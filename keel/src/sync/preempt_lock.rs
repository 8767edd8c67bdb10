//! Critical section that prevents thread switching but allows interrupts.

use crate::sync::Toggle;
use alloc::sync::Arc;
use keel_port::{PortLayer, ProcessController};

/// The process-wide preemption toggle, independent of [`super::InterruptLock`].
/// Interrupt handlers still run while this is disabled.
pub struct PreemptLock<P: PortLayer> {
    port: Arc<P>,
}

impl<P: PortLayer> PreemptLock<P> {
    pub(crate) fn new(port: Arc<P>) -> PreemptLock<P> {
        PreemptLock { port }
    }
}

impl<P: PortLayer> Toggle for PreemptLock<P> {
    fn disable(&self) -> bool {
        self.port.proc_switch_disable()
    }

    fn enable(&self, prior: bool) {
        self.port.proc_switch_enable(prior)
    }
}

impl<P: PortLayer> Clone for PreemptLock<P> {
    fn clone(&self) -> PreemptLock<P> {
        PreemptLock {
            port: Arc::clone(&self.port),
        }
    }
}
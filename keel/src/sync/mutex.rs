//! Mutual exclusion as a capacity-1 semaphore.

use crate::api::Resource;
use crate::sync::{Semaphore, SyncError};
use alloc::sync::Arc;
use keel_port::PortLayer;

/// A mutex: one permit, no fairness guarantee.
pub struct Mutex<P: PortLayer> {
    sem: Semaphore<P>,
}

impl<P: PortLayer> Mutex<P> {
    pub fn new(port: Arc<P>) -> Result<Mutex<P>, SyncError> {
        Ok(Mutex {
            sem: Semaphore::new(port, 1, false)?,
        })
    }

    /// Locks the mutex, blocking indefinitely until it is free.
    pub fn lock(&self) -> Result<(), SyncError> {
        self.sem.acquire()
    }

    /// Unlocks the mutex.
    pub fn unlock(&self) {
        self.sem.release()
    }
}

impl<P: PortLayer> Resource for Mutex<P> {
    fn is_blocked(&self) -> bool {
        self.sem.is_blocked()
    }
}
//! Counting semaphore over one porting-layer lock resource.

use crate::api::Resource;
use crate::sync::{InterruptLock, SyncError, Toggle};
use alloc::sync::Arc;
use keel_port::{LockController, LockStatus, PortLayer};

/// A counting semaphore. Owns exactly one porting-layer counting lock,
/// released when the semaphore is dropped.
pub struct Semaphore<P: PortLayer> {
    port: Arc<P>,
    handle: P::LockHandle,
    intr: InterruptLock<P>,
    fair: bool,
}

impl<P: PortLayer> Semaphore<P> {
    /// Allocates a semaphore with `permits` initial permits. The fairness
    /// flag is advisory; whatever queuing the porting layer's lock applies
    /// under contention is what callers get.
    pub fn new(port: Arc<P>, permits: u32, fair: bool) -> Result<Semaphore<P>, SyncError> {
        let handle = port
            .lock_alloc(permits)
            .ok_or(SyncError::OutOfResources)?;
        Ok(Semaphore {
            intr: InterruptLock::new(Arc::clone(&port)),
            port,
            handle,
            fair,
        })
    }

    /// Acquires one permit, blocking indefinitely until one is available.
    pub fn acquire(&self) -> Result<(), SyncError> {
        self.port.lock_acquire(self.handle)?;
        Ok(())
    }

    /// Acquires `permits` permits as one atomic step.
    ///
    /// The single acquisitions are looped inside one interrupt-disabled
    /// section, so no other thread ever observes a partially taken batch.
    /// The trade-off is that interrupts stay masked for the whole loop,
    /// including any blocking inside it; keep `permits` small on latency-
    /// sensitive systems.
    pub fn acquire_many(&self, permits: u32) -> Result<(), SyncError> {
        let mut fault = None;
        let prior = self.intr.disable();
        for _ in 0..permits {
            if let Err(err) = self.port.lock_acquire(self.handle) {
                fault.get_or_insert(err);
            }
        }
        self.intr.enable(prior);
        match fault {
            None => Ok(()),
            Some(err) => Err(err.into()),
        }
    }

    /// Releases one permit.
    pub fn release(&self) {
        self.port.lock_release(self.handle);
    }

    /// Releases `permits` permits as one atomic step, mirroring
    /// [`Semaphore::acquire_many`].
    pub fn release_many(&self, permits: u32) {
        let prior = self.intr.disable();
        for _ in 0..permits {
            self.port.lock_release(self.handle);
        }
        self.intr.enable(prior);
    }

    /// True if FIFO granting of permits was requested at construction.
    pub fn is_fair(&self) -> bool {
        self.fair
    }
}

impl<P: PortLayer> Resource for Semaphore<P> {
    fn is_blocked(&self) -> bool {
        // Anything the porting layer cannot positively report as unlocked
        // counts as blocked.
        match self.port.lock_status(self.handle) {
            LockStatus::Unlocked => false,
            LockStatus::Locked => true,
            LockStatus::Indeterminate => true,
        }
    }
}

impl<P: PortLayer> Drop for Semaphore<P> {
    fn drop(&mut self) {
        self.port.lock_free(self.handle);
    }
}
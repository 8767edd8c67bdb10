//! Thread lifecycle, registry, and toggle behavior over the host port.

use keel::{Kernel, ThreadState, Toggle};
use keel_port_host::HostPort;
use std::sync::Arc;
use std::sync::atomic::{AtomicU32, AtomicU64, Ordering};
use std::time::Duration;

fn kernel() -> (Arc<HostPort>, Arc<Kernel<HostPort>>) {
    let port = Arc::new(HostPort::new());
    let kernel = Arc::new(Kernel::new(Arc::clone(&port)));
    (port, kernel)
}

#[test]
fn state_machine_walks_new_runnable_dead() {
    let (_port, kernel) = kernel();
    let hold = Arc::new(kernel.create_semaphore(0).unwrap());
    let task_hold = Arc::clone(&hold);
    let thread = kernel
        .scheduler()
        .create_thread(move || {
            task_hold.acquire().unwrap();
        })
        .unwrap();

    assert_eq!(thread.status(), ThreadState::New);
    assert_eq!(kernel.scheduler().thread_count(), 0);

    thread.start();
    assert_eq!(thread.status(), ThreadState::Runnable);
    assert_eq!(kernel.scheduler().thread_count(), 1);

    hold.release();
    thread.join().unwrap();
    assert_eq!(thread.status(), ThreadState::Dead);
    assert_eq!(kernel.scheduler().thread_count(), 0);

    // Dead is terminal; a second start must not resurrect or re-register.
    thread.start();
    assert_eq!(thread.status(), ThreadState::Dead);
    assert_eq!(kernel.scheduler().thread_count(), 0);
}

#[test]
fn start_twice_registers_once() {
    let (_port, kernel) = kernel();
    let hold = Arc::new(kernel.create_semaphore(0).unwrap());
    let task_hold = Arc::clone(&hold);
    let thread = kernel
        .scheduler()
        .create_thread(move || {
            task_hold.acquire().unwrap();
        })
        .unwrap();
    thread.start();
    thread.start();
    assert_eq!(kernel.scheduler().thread_count(), 1);
    hold.release();
    thread.join().unwrap();
}

#[test]
fn two_started_threads_both_run_to_completion() {
    let (_port, kernel) = kernel();
    let counter = Arc::new(AtomicU32::new(0));
    let guard = Arc::new(kernel.create_mutex().unwrap());

    let mut threads = Vec::new();
    for _ in 0..2 {
        let task_counter = Arc::clone(&counter);
        let task_guard = Arc::clone(&guard);
        threads.push(
            kernel
                .scheduler()
                .create_thread(move || {
                    task_guard.lock().unwrap();
                    task_counter.fetch_add(1, Ordering::SeqCst);
                    task_guard.unlock();
                })
                .unwrap(),
        );
    }
    for thread in &threads {
        thread.start();
    }
    for thread in &threads {
        thread.join().unwrap();
    }
    assert_eq!(counter.load(Ordering::SeqCst), 2);
    assert_eq!(kernel.scheduler().thread_count(), 0);
}

#[test]
fn current_thread_resolves_the_calling_thread() {
    let (_port, kernel) = kernel();
    let observed = Arc::new(AtomicU64::new(0));
    let task_kernel = Arc::clone(&kernel);
    let task_observed = Arc::clone(&observed);
    let thread = kernel
        .scheduler()
        .create_thread(move || {
            let me = task_kernel.scheduler().current_thread();
            task_observed.store(me.id(), Ordering::SeqCst);
        })
        .unwrap();
    let id = thread.id();
    thread.start();
    thread.join().unwrap();
    assert_eq!(observed.load(Ordering::SeqCst), id);
}

#[test]
fn dead_thread_is_never_resolved_again() {
    let (_port, kernel) = kernel();
    let first = kernel.scheduler().create_thread(|| {}).unwrap();
    let first_id = first.id();
    first.start();
    first.join().unwrap();
    assert_eq!(kernel.scheduler().thread_count(), 0);

    let task_kernel = Arc::clone(&kernel);
    let observed = Arc::new(AtomicU64::new(0));
    let task_observed = Arc::clone(&observed);
    let second = kernel
        .scheduler()
        .create_thread(move || {
            let me = task_kernel.scheduler().current_thread();
            task_observed.store(me.id(), Ordering::SeqCst);
        })
        .unwrap();
    let second_id = second.id();
    second.start();
    second.join().unwrap();
    assert_ne!(observed.load(Ordering::SeqCst), first_id);
    assert_eq!(observed.load(Ordering::SeqCst), second_id);
}

#[test]
fn interrupt_toggle_restores_in_lifo_order() {
    let (port, kernel) = kernel();
    let toggle = kernel.global_interrupt();
    assert!(port.interrupts_enabled());

    let outer = toggle.disable();
    let inner = toggle.disable();
    assert!(outer);
    assert!(!inner);
    toggle.enable(inner);
    assert!(!port.interrupts_enabled());
    toggle.enable(outer);
    assert!(port.interrupts_enabled());
}

#[test]
fn preempt_toggle_is_independent_of_interrupts() {
    let (port, kernel) = kernel();
    let preempt = kernel.scheduler().preempt();

    let prior = preempt.disable();
    assert!(prior);
    assert!(!port.switching_enabled());
    // Disabling thread switching says nothing about the interrupt mask.
    assert!(port.interrupts_enabled());
    preempt.enable(prior);
    assert!(port.switching_enabled());
}

#[test]
fn toggle_with_balances_around_the_closure() {
    let (port, kernel) = kernel();
    kernel.global_interrupt().with(|| {
        assert!(!port.interrupts_enabled());
    });
    assert!(port.interrupts_enabled());
}

#[test]
fn sleep_paths_suspend_for_roughly_the_requested_time() {
    let (_port, kernel) = kernel();
    let task_kernel = Arc::clone(&kernel);
    let thread = kernel
        .scheduler()
        .create_thread(move || {
            let clock = task_kernel.clock();
            let me = task_kernel.scheduler().current_thread();

            let before = clock.now();
            me.sleep(10, 0);
            assert!(clock.now().duration_since(before) >= keel::Duration::from_millis(10));

            let before = clock.now();
            me.sleep(0, 500_000);
            assert!(clock.now().duration_since(before) >= keel::Duration::from_micros(500));

            task_kernel.scheduler().yield_now();
        })
        .unwrap();
    thread.start();
    thread.join().unwrap();
}

#[test]
fn block_is_a_documented_no_op() {
    let (_port, kernel) = kernel();
    let sem = kernel.create_semaphore(1).unwrap();
    let thread = kernel.scheduler().create_thread(|| {}).unwrap();
    thread.block(&sem);
    assert_eq!(thread.status(), ThreadState::New);
    thread.start();
    thread.join().unwrap();
    // Never sleeps: priority accessors are fixed-value.
    assert_eq!(thread.priority(), 0);
    thread.set_priority(7);
    assert_eq!(thread.priority(), 0);
}

#[test]
fn handle_drop_while_running_does_not_unregister() {
    let (_port, kernel) = kernel();
    let hold = Arc::new(kernel.create_semaphore(0).unwrap());
    let task_hold = Arc::clone(&hold);
    let thread = kernel
        .scheduler()
        .create_thread(move || {
            task_hold.acquire().unwrap();
        })
        .unwrap();
    thread.start();
    let keep = thread.clone();
    drop(thread);
    assert_eq!(kernel.scheduler().thread_count(), 1);
    hold.release();
    keep.join().unwrap();
    assert_eq!(kernel.scheduler().thread_count(), 0);
}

:::

_PROBLEM DESCRIPTION_
Determine how many lines of the listing include the word "crate" and report nothing but the number.

_TASK OUTPUT_
6